We each may find ourselves in the book of History’s Most Hopeless Cases beside great names like Jacob, who wrestled and struggled with God but refused to let go of Him…
...or beside the adulterer and murderer David who pleaded with God to hide His face from his sins, and would later write:
“Praise the Lord, O my soul, and forget not all his benefits—who forgives all your sins and heals all your diseases, who redeems your life from the pit and crowns you with love and compassion..The Lord is compassionate and gracious, slow to anger, abounding in love...he does not treat us as our sins deserve or repay us according to our iniquities. For as high as the heavens are above the earth, so great is his love for those who love him; as far as the east is from the west, so far has he removed our transgressions from us. As a father has compassion on his children, so the Lord has compassion on those who fear him,” (Psalm 103:2-13).
Or we might find ourselves beside Peter who, when, outside of the boat, took his eyes off of Christ and started sinking and had just enough time to blurt our before going under: “Save me!” and Jesus did.
Or we might find ourselves beside Paul who admitted, “I am unspiritual, sold as a slave to sin” and cried out “who will deliver me from this body of death!” (Romans 7:14, 24).
Our only hope no matter how hopeless we are or feel is to cast ourselves at the feet of Jesus.

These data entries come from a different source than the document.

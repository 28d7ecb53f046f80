//! External tool invocation with a deadline.
//!
//! Every container the pipeline starts goes through [`run_tool`]. The
//! calling task is suspended until the process exits or its deadline fires,
//! whichever comes first; the loser is cancelled. There is no callback-based
//! control flow and no retry.
//!
//! ## Output capture
//!
//! stdout and stderr are read concurrently and merged line-by-line in
//! arrival order into [`ToolResult::combined_output`]. Each line is also
//! logged at `debug` under the tool's name, so `RUST_LOG=pdf2html=debug`
//! shows the container's progress live.
//!
//! ## Timeouts
//!
//! On expiry the child is killed (SIGKILL on unix) and reaped before
//! `run_tool` returns, so no zombie or orphan is left behind by this process.
//! The child is also spawned with `kill_on_drop`, which covers the case where
//! the whole request future is dropped mid-run.

use super::ToolKind;
use crate::error::Pdf2HtmlError;
use std::path::PathBuf;
use std::process::Stdio;
use std::time::{Duration, Instant};
use tokio::io::{AsyncBufReadExt, AsyncRead, BufReader};
use tokio::process::Command;
use tokio::sync::mpsc;
use tracing::{debug, info, warn};

/// How long to wait for the output readers after the process has exited.
///
/// Only matters when a grandchild inherited the pipes and outlives its parent.
const READER_GRACE: Duration = Duration::from_secs(5);

/// One external process execution. Built fresh per stage, never mutated.
#[derive(Debug, Clone, PartialEq, Eq)]
pub struct ToolInvocation {
    /// Which tool this is, for errors and log lines.
    pub tool: ToolKind,
    pub executable: String,
    pub args: Vec<String>,
    pub working_dir: PathBuf,
    pub timeout: Duration,
}

impl ToolInvocation {
    /// The deadline in milliseconds.
    pub fn timeout_ms(&self) -> u64 {
        self.timeout.as_millis() as u64
    }

    /// Executable and arguments joined by spaces, for logs.
    pub fn command_line(&self) -> String {
        let mut line = self.executable.clone();
        for arg in &self.args {
            line.push(' ');
            line.push_str(arg);
        }
        line
    }
}

/// Outcome of [`run_tool`]. Exit codes are not interpreted here.
#[derive(Debug, Clone, PartialEq, Eq)]
pub struct ToolResult {
    /// Process exit code; `-1` if it was killed by a signal or timed out.
    pub exit_code: i32,
    pub timed_out: bool,
    /// Merged stdout and stderr.
    pub combined_output: String,
}

impl ToolResult {
    pub fn success(&self) -> bool {
        !self.timed_out && self.exit_code == 0
    }
}

/// Run `invocation` to completion or until its deadline.
///
/// # Errors
/// Only [`Pdf2HtmlError::ToolSpawn`] when the executable cannot be started,
/// and [`Pdf2HtmlError::Internal`] if waiting on the child fails. Non-zero
/// exits and timeouts are reported through [`ToolResult`].
pub async fn run_tool(invocation: &ToolInvocation) -> Result<ToolResult, Pdf2HtmlError> {
    let tool = invocation.tool;
    let start = Instant::now();
    debug!("Running {}: {}", tool, invocation.command_line());

    let mut child = Command::new(&invocation.executable)
        .args(&invocation.args)
        .current_dir(&invocation.working_dir)
        .stdin(Stdio::null())
        .stdout(Stdio::piped())
        .stderr(Stdio::piped())
        .kill_on_drop(true)
        .spawn()
        .map_err(|e| Pdf2HtmlError::ToolSpawn { tool, source: e })?;

    let (tx, mut rx) = mpsc::unbounded_channel::<String>();
    let mut readers = Vec::with_capacity(2);
    if let Some(stdout) = child.stdout.take() {
        readers.push(tokio::spawn(forward_lines(stdout, tool, tx.clone())));
    }
    if let Some(stderr) = child.stderr.take() {
        readers.push(tokio::spawn(forward_lines(stderr, tool, tx.clone())));
    }
    drop(tx);

    let status = match tokio::time::timeout(invocation.timeout, child.wait()).await {
        Ok(Ok(status)) => Some(status),
        Ok(Err(e)) => {
            return Err(Pdf2HtmlError::Internal(format!(
                "waiting for {tool} failed: {e}"
            )))
        }
        Err(_elapsed) => None,
    };

    let result = match status {
        Some(status) => {
            let join = futures::future::join_all(readers.iter_mut());
            if tokio::time::timeout(READER_GRACE, join).await.is_err() {
                debug!("{}: output readers still open after exit, abandoning", tool);
                readers.iter().for_each(|r| r.abort());
            }
            ToolResult {
                exit_code: status.code().unwrap_or(-1),
                timed_out: false,
                combined_output: drain(&mut rx),
            }
        }
        None => {
            warn!(
                "{} exceeded its {}ms deadline, killing pid {:?}",
                tool,
                invocation.timeout_ms(),
                child.id()
            );
            if let Err(e) = child.kill().await {
                warn!("{}: kill failed: {}", tool, e);
            }
            readers.iter().for_each(|r| r.abort());
            ToolResult {
                exit_code: -1,
                timed_out: true,
                combined_output: drain(&mut rx),
            }
        }
    };

    info!(
        "{} finished in {}ms (exit {}, timed out: {})",
        tool,
        start.elapsed().as_millis(),
        result.exit_code,
        result.timed_out
    );
    Ok(result)
}

/// Forward each line of `stream` to the log and to `tx`.
async fn forward_lines<R>(stream: R, tool: ToolKind, tx: mpsc::UnboundedSender<String>)
where
    R: AsyncRead + Unpin,
{
    let mut reader = BufReader::new(stream);
    let mut buf = Vec::new();
    loop {
        buf.clear();
        match reader.read_until(b'\n', &mut buf).await {
            Ok(0) => break,
            Ok(_) => {
                let line = String::from_utf8_lossy(&buf)
                    .trim_end_matches(|c| c == '\n' || c == '\r')
                    .to_string();
                debug!("[{}] {}", tool, line);
                if tx.send(line).is_err() {
                    break;
                }
            }
            Err(e) => {
                debug!("{}: output stream error: {}", tool, e);
                break;
            }
        }
    }
}

fn drain(rx: &mut mpsc::UnboundedReceiver<String>) -> String {
    let mut lines = Vec::new();
    while let Ok(line) = rx.try_recv() {
        lines.push(line);
    }
    lines.join("\n")
}
//! # pdf2html
//!
//! Convert uploaded PDF documents into a ZIP of self-contained HTML, with an
//! optional OCR pass so scanned pages come out as selectable text.
//!
//! Both heavy lifters run as containerised command-line tools: `ocrmypdf`
//! adds a text layer, `pdf2htmlEX` lays the pages out as HTML + CSS + images.
//! This crate owns everything around them: a private scratch directory per
//! request, bounded tool invocations, and packing the result.
//!
//! ## Pipeline Overview
//!
//! ```text
//! PDF bytes
//!  │
//!  ├─ 1. Resolve   per-request zoom / OCR / language over service defaults
//!  ├─ 2. Stage     fresh workspace, upload written as input.pdf
//!  ├─ 3. OCR       ocrmypdf container → ocr.pdf          (optional)
//!  ├─ 4. Render    pdf2htmlEX container → output.html + assets
//!  ├─ 5. Pack      every remaining file → ZIP (deflate, sorted entries)
//!  └─ 6. Cleanup   workspace removed on success and on every failure
//! ```
//!
//! ## Quick Start
//!
//! ```rust,no_run
//! use pdf2html::{convert, Overrides, ServiceConfig};
//!
//! #[tokio::main]
//! async fn main() -> Result<(), Box<dyn std::error::Error>> {
//!     let config = ServiceConfig::default();
//!     let pdf = std::fs::read("scan.pdf")?;
//!     let output = convert(&pdf, &Overrides::default().lang("eng"), &config).await?;
//!     std::fs::write("html_export.zip", &output.archive)?;
//!     eprintln!("{} entries", output.entries.len());
//!     Ok(())
//! }
//! ```
//!
//! ## Feature Flags
//!
//! | Feature  | Default | Description |
//! |----------|---------|-------------|
//! | `cli`    | on      | Enables the `pdf2html` binary (clap + anyhow + tracing-subscriber) |
//! | `server` | on      | HTTP front end ([`server`]) built on axum |
//!
//! Library-only users can opt out of both:
//! ```toml
//! pdf2html = { version = "0.1", default-features = false }
//! ```

// ── Modules ──────────────────────────────────────────────────────────────

pub mod config;
pub mod convert;
pub mod error;
pub mod output;
pub mod pipeline;
pub mod progress;
pub mod selfcheck;
#[cfg(feature = "server")]
pub mod server;

// ── Re-exports ───────────────────────────────────────────────────────────

pub use config::{Overrides, RequestConfig, ServiceConfig, ServiceConfigBuilder, Zoom};
pub use convert::{convert, convert_file, convert_sync, convert_to_file};
pub use error::Pdf2HtmlError;
pub use output::{ConversionOutput, ConversionStats};
pub use pipeline::ToolKind;
pub use progress::{ConversionProgressCallback, NoopProgressCallback, ProgressCallback, Stage};
pub use selfcheck::{ImageStatus, SelfCheckReport};
//! Pack a workspace into a ZIP archive.
//!
//! The tree is walked depth-first with an explicit stack. Inside each
//! directory entries are visited in byte-wise name order, so the same
//! workspace always yields the same entry sequence regardless of the order
//! the filesystem happens to return. Only regular files become entries;
//! directories are implied by the entry names and symlinks are skipped.
//!
//! Entry names are relative to the workspace root and always use `/`, which
//! is what every unzip implementation expects independent of host OS.
//!
//! Walking and compressing are blocking filesystem work, so [`pack`] moves
//! them onto the blocking thread pool.

use crate::error::Pdf2HtmlError;
use std::fs::{self, File};
use std::io::{self, Cursor};
use std::path::{Path, PathBuf};
use tracing::debug;
use zip::write::SimpleFileOptions;
use zip::{CompressionMethod, ZipWriter};

/// A finished archive and the names of its entries, in archive order.
#[derive(Debug, Clone)]
pub struct PackedArchive {
    pub bytes: Vec<u8>,
    pub entries: Vec<String>,
}

/// Pack every regular file under `root` into a Deflate-compressed ZIP.
pub async fn pack(root: &Path) -> Result<PackedArchive, Pdf2HtmlError> {
    let root = root.to_path_buf();
    tokio::task::spawn_blocking(move || pack_blocking(&root))
        .await
        .map_err(|e| Pdf2HtmlError::Internal(format!("Archive task panicked: {}", e)))?
}

/// Blocking implementation of [`pack`].
pub fn pack_blocking(root: &Path) -> Result<PackedArchive, Pdf2HtmlError> {
    let files = collect_files(root)?;

    let mut zip = ZipWriter::new(Cursor::new(Vec::new()));
    let options = SimpleFileOptions::default().compression_method(CompressionMethod::Deflated);
    let mut entries = Vec::with_capacity(files.len());

    for (name, path) in files {
        zip.start_file(name.as_str(), options)
            .map_err(|e| archive_err(format!("cannot start entry '{name}': {e}")))?;
        let mut file =
            File::open(&path).map_err(|e| archive_err(format!("cannot read '{name}': {e}")))?;
        io::copy(&mut file, &mut zip)
            .map_err(|e| archive_err(format!("cannot copy '{name}': {e}")))?;
        debug!("Archived {}", name);
        entries.push(name);
    }

    let bytes = zip
        .finish()
        .map_err(|e| archive_err(format!("cannot finalise archive: {e}")))?
        .into_inner();

    Ok(PackedArchive { bytes, entries })
}

/// Depth-first listing of regular files as `(entry_name, path)`.
fn collect_files(root: &Path) -> Result<Vec<(String, PathBuf)>, Pdf2HtmlError> {
    let mut files = Vec::new();
    let mut stack = vec![root.to_path_buf()];

    while let Some(path) = stack.pop() {
        let meta = fs::symlink_metadata(&path)
            .map_err(|e| archive_err(format!("cannot stat '{}': {e}", path.display())))?;

        if meta.is_dir() {
            let mut children: Vec<PathBuf> = fs::read_dir(&path)
                .map_err(|e| archive_err(format!("cannot list '{}': {e}", path.display())))?
                .map(|entry| entry.map(|e| e.path()))
                .collect::<Result<_, _>>()
                .map_err(|e| archive_err(format!("cannot list '{}': {e}", path.display())))?;
            // Reverse order so the smallest name is popped first.
            children.sort_unstable_by(|a, b| b.file_name().cmp(&a.file_name()));
            stack.extend(children);
        } else if meta.is_file() {
            files.push((entry_name(root, &path), path));
        }
    }

    Ok(files)
}

/// `root/a/b.css` → `a/b.css`.
fn entry_name(root: &Path, path: &Path) -> String {
    let rel = path.strip_prefix(root).unwrap_or(path);
    rel.components()
        .map(|c| c.as_os_str().to_string_lossy())
        .collect::<Vec<_>>()
        .join("/")
}

fn archive_err(detail: String) -> Pdf2HtmlError {
    Pdf2HtmlError::Archive { detail }
}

1 John 1:9 says, “If we confess our sins, he is faithful and just and will forgive us our sins and purify us from all unrighteousness.”

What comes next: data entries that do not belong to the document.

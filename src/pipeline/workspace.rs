//! Per-request workspace: an isolated temporary directory.
//!
//! The workspace is mounted into each container as its working directory, so
//! every file a tool writes lands here. One workspace exists per in-flight
//! conversion and it is never shared.
//!
//! ## Cleanup guarantee
//!
//! [`Workspace::destroy`] is the normal release path: the coordinator calls
//! it exactly once whether the pipeline succeeded or failed. It walks the
//! tree depth-first and deletes children before their parent, swallowing
//! individual failures (a leaked file costs disk, not correctness).
//!
//! If the owning future is dropped or a panic unwinds before `destroy` runs,
//! the inner [`tempfile::TempDir`] removes the directory on drop instead.

use crate::error::Pdf2HtmlError;
use std::fs;
use std::io;
use std::path::{Path, PathBuf};
use tempfile::TempDir;
use tracing::debug;

const WORKSPACE_PREFIX: &str = "p2h-";

/// A uniquely named directory owned by one conversion.
#[derive(Debug)]
pub struct Workspace {
    dir: TempDir,
}

impl Workspace {
    /// Allocate a fresh workspace under `root`, or the system temp dir.
    pub fn create(root: Option<&Path>) -> Result<Self, Pdf2HtmlError> {
        let mut builder = tempfile::Builder::new();
        builder.prefix(WORKSPACE_PREFIX);
        let dir = match root {
            Some(root) => builder.tempdir_in(root),
            None => builder.tempdir(),
        }
        .map_err(|e| Pdf2HtmlError::Workspace {
            detail: "cannot create workspace directory".into(),
            source: e,
        })?;
        debug!("Created workspace {}", dir.path().display());
        Ok(Self { dir })
    }

    /// Absolute path of the workspace directory.
    pub fn path(&self) -> &Path {
        self.dir.path()
    }

    /// Path of `name` inside the workspace.
    pub fn join(&self, name: &str) -> PathBuf {
        self.dir.path().join(name)
    }

    /// Write `bytes` to `name` inside the workspace.
    pub async fn write_file(&self, name: &str, bytes: &[u8]) -> Result<PathBuf, Pdf2HtmlError> {
        let path = self.join(name);
        tokio::fs::write(&path, bytes)
            .await
            .map_err(|e| Pdf2HtmlError::Workspace {
                detail: format!("cannot write '{name}'"),
                source: e,
            })?;
        Ok(path)
    }

    /// Remove `name` from the workspace if present.
    pub async fn remove_file(&self, name: &str) -> Result<(), Pdf2HtmlError> {
        match tokio::fs::remove_file(self.join(name)).await {
            Ok(()) => Ok(()),
            Err(e) if e.kind() == io::ErrorKind::NotFound => Ok(()),
            Err(e) => Err(Pdf2HtmlError::Workspace {
                detail: format!("cannot remove '{name}'"),
                source: e,
            }),
        }
    }

    /// Delete the workspace and everything in it. Never fails.
    pub async fn destroy(self) {
        let path = self.dir.path().to_path_buf();
        let task = tokio::task::spawn_blocking(move || {
            remove_tree(&path);
            path
        });
        match task.await {
            Ok(path) => debug!("Destroyed workspace {}", path.display()),
            // The TempDir drop below still removes what is left.
            Err(e) => debug!("Workspace cleanup task failed: {}", e),
        }
        drop(self.dir);
    }
}

/// Depth-first removal of `root` and its contents, deepest entries first.
///
/// Iterative so deep trees cannot overflow the stack. Symlinks are removed,
/// never followed. Missing entries and individual failures are ignored.
pub(crate) fn remove_tree(root: &Path) {
    // (path, children_already_pushed)
    let mut stack: Vec<(PathBuf, bool)> = vec![(root.to_path_buf(), false)];

    while let Some((path, expanded)) = stack.pop() {
        let meta = match fs::symlink_metadata(&path) {
            Ok(m) => m,
            Err(e) if e.kind() == io::ErrorKind::NotFound => continue,
            Err(e) => {
                debug!("Cannot stat {}: {}", path.display(), e);
                continue;
            }
        };

        if !meta.is_dir() {
            if let Err(e) = fs::remove_file(&path) {
                if e.kind() != io::ErrorKind::NotFound {
                    debug!("Cannot remove {}: {}", path.display(), e);
                }
            }
            continue;
        }

        if expanded {
            if let Err(e) = fs::remove_dir(&path) {
                if e.kind() != io::ErrorKind::NotFound {
                    debug!("Cannot remove directory {}: {}", path.display(), e);
                }
            }
            continue;
        }

        // Revisit the directory after all of its children have been handled.
        stack.push((path.clone(), true));
        match fs::read_dir(&path) {
            Ok(entries) => {
                for entry in entries.flatten() {
                    stack.push((entry.path(), false));
                }
            }
            Err(e) => debug!("Cannot list {}: {}", path.display(), e),
        }
    }
}
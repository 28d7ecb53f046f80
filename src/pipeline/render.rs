//! HTML rendition with `pdf2htmlEX` running in a container.
//!
//! ```text
//! docker run --rm -v <ws>:/work -w /work <render-image> \
//!     --zoom <z> --split-pages 0 \
//!     --embed-css 0 --embed-font 0 --embed-image 0 \
//!     --fallback 1 --process-outline 0 \
//!     <input> output.html
//! ```
//!
//! The image's entrypoint is `pdf2htmlEX`; the binary name must not be
//! repeated in the arguments.
//!
//! ## Flag set
//!
//! CSS, fonts and images are written as separate files next to the HTML
//! rather than inlined, so the archive stays inspectable and the HTML small.
//! A single page file (`--split-pages 0`), fallback mode and skipping the
//! outline trade some fidelity for output that renders the same in every
//! browser.

use super::{check_outcome, container_invocation, run_tool, ToolInvocation, ToolKind, Workspace};
use crate::config::{ServiceConfig, Zoom};
use crate::error::Pdf2HtmlError;
use tracing::info;

/// Fixed pdf2htmlEX flags that follow `--zoom <z>`.
const STABILITY_FLAGS: [&str; 12] = [
    "--split-pages",
    "0",
    "--embed-css",
    "0",
    "--embed-font",
    "0",
    "--embed-image",
    "0",
    "--fallback",
    "1",
    "--process-outline",
    "0",
];

/// Build the render invocation.
pub fn invocation(
    workspace: &Workspace,
    input_name: &str,
    output_name: &str,
    zoom: Zoom,
    config: &ServiceConfig,
) -> ToolInvocation {
    let mut tool_args = Vec::with_capacity(STABILITY_FLAGS.len() + 4);
    tool_args.push("--zoom".to_string());
    tool_args.push(zoom.to_string());
    tool_args.extend(STABILITY_FLAGS.iter().map(|s| s.to_string()));
    tool_args.push(input_name.to_string());
    tool_args.push(output_name.to_string());

    container_invocation(
        ToolKind::Render,
        &config.render_image,
        workspace,
        config,
        config.render_timeout(),
        tool_args,
    )
}

/// Render `input_name` to `output_name` inside the workspace.
///
/// # Errors
/// Same taxonomy as [`super::ocr::run`], attributed to [`ToolKind::Render`].
pub async fn run(
    workspace: &Workspace,
    input_name: &str,
    output_name: &str,
    zoom: Zoom,
    config: &ServiceConfig,
) -> Result<(), Pdf2HtmlError> {
    let inv = invocation(workspace, input_name, output_name, zoom, config);
    info!("Rendering {} → {} (zoom {})", input_name, output_name, zoom);
    let result = run_tool(&inv).await?;
    check_outcome(&inv, result, workspace.join(output_name))?;
    Ok(())
}
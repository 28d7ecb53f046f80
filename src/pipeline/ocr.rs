//! OCR pass: add a text layer with `ocrmypdf` running in a container.
//!
//! The OCR image's entrypoint is `ocrmypdf` itself, so the tool flags follow
//! the image identifier directly:
//!
//! ```text
//! docker run --rm -v <ws>:/work -w /work <ocr-image> \
//!     --force-ocr|--skip-text -l <langs> input.pdf ocr.pdf
//! ```
//!
//! `--force-ocr` rasterises and re-recognises every page, which is slower but
//! also fixes PDFs whose existing text layer is garbage. `--skip-text` leaves
//! pages that already carry text untouched.

use super::{check_outcome, container_invocation, run_tool, ToolInvocation, ToolKind, Workspace};
use super::OCR_OUTPUT_FILE;
use crate::config::ServiceConfig;
use crate::error::Pdf2HtmlError;
use std::path::PathBuf;
use tracing::info;

/// Build the OCR invocation for `input_name` inside `workspace`.
pub fn invocation(
    workspace: &Workspace,
    input_name: &str,
    languages: &str,
    force: bool,
    config: &ServiceConfig,
) -> ToolInvocation {
    let policy = if force { "--force-ocr" } else { "--skip-text" };
    let tool_args = vec![
        policy.to_string(),
        "-l".to_string(),
        languages.to_string(),
        input_name.to_string(),
        OCR_OUTPUT_FILE.to_string(),
    ];
    container_invocation(
        ToolKind::Ocr,
        &config.ocr_image,
        workspace,
        config,
        config.ocr_timeout(),
        tool_args,
    )
}

/// Run the OCR pass and return the path of the produced `ocr.pdf`.
///
/// # Errors
/// - [`Pdf2HtmlError::Timeout`] if the deadline (default 10 min) elapses
/// - [`Pdf2HtmlError::ToolFailed`] on a non-zero exit
/// - [`Pdf2HtmlError::MissingOutput`] on a zero exit without `ocr.pdf`
pub async fn run(
    workspace: &Workspace,
    input_name: &str,
    languages: &str,
    force: bool,
    config: &ServiceConfig,
) -> Result<PathBuf, Pdf2HtmlError> {
    let inv = invocation(workspace, input_name, languages, force, config);
    info!(
        "OCR pass on {} (languages: {}, force: {})",
        input_name, languages, force
    );
    let result = run_tool(&inv).await?;
    check_outcome(&inv, result, workspace.join(OCR_OUTPUT_FILE))
}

Remember these two things:
1. This is a promise. You’re not forgiven because you feel like you’ve been forgiven. You’re forgiven the minute you ask. This transaction isn’t based on your performance it’s based upon God’s promise. Which means you’re forgiven even when you don’t feel forgiven. This is a transaction of grace on God’s part and faith on your part.
So tell yourself often: “I’m forgiven. I’m forgiven. I’m forgiven!”
2. How often will Christ forgive you? As many times as you need. He died once and for all so that He can forgive you as many times you need. The only sin that Jesus can’t forgive is the one you don’t ask Him to forgive.
He’s in the business of redeeming and restoring people:
“For God so loved the world that he gave his one and only Son, that whoever believes in him shall not perish but have eternal life. For God did not send his Son into the world to condemn the world, but to save the world through him,” (John 3:16, 17, NIV).
Jesus knows the circumstances of every soul—He knows what you’re going through and why you do or don’t do what you do or don’t do.
You might think, “I’m sinful, very sinful” and you might very well be, but the worse you are, the more you need grace; Jesus never rejects the sincere heart that comes to Him for life, hope, freedom and peace.
He freely pardons and restores everyone who comes to Him for forgiveness and restoration. For Him to kick you away because you’ve failed Him too many times would mean that He died for nothing because when He died, He died for you…
...so that you might have life. So stop dying because Jesus has already died so that you don’t have to! Get it?
Know today that you’re forgiven, by faith claim it, and get busy living now.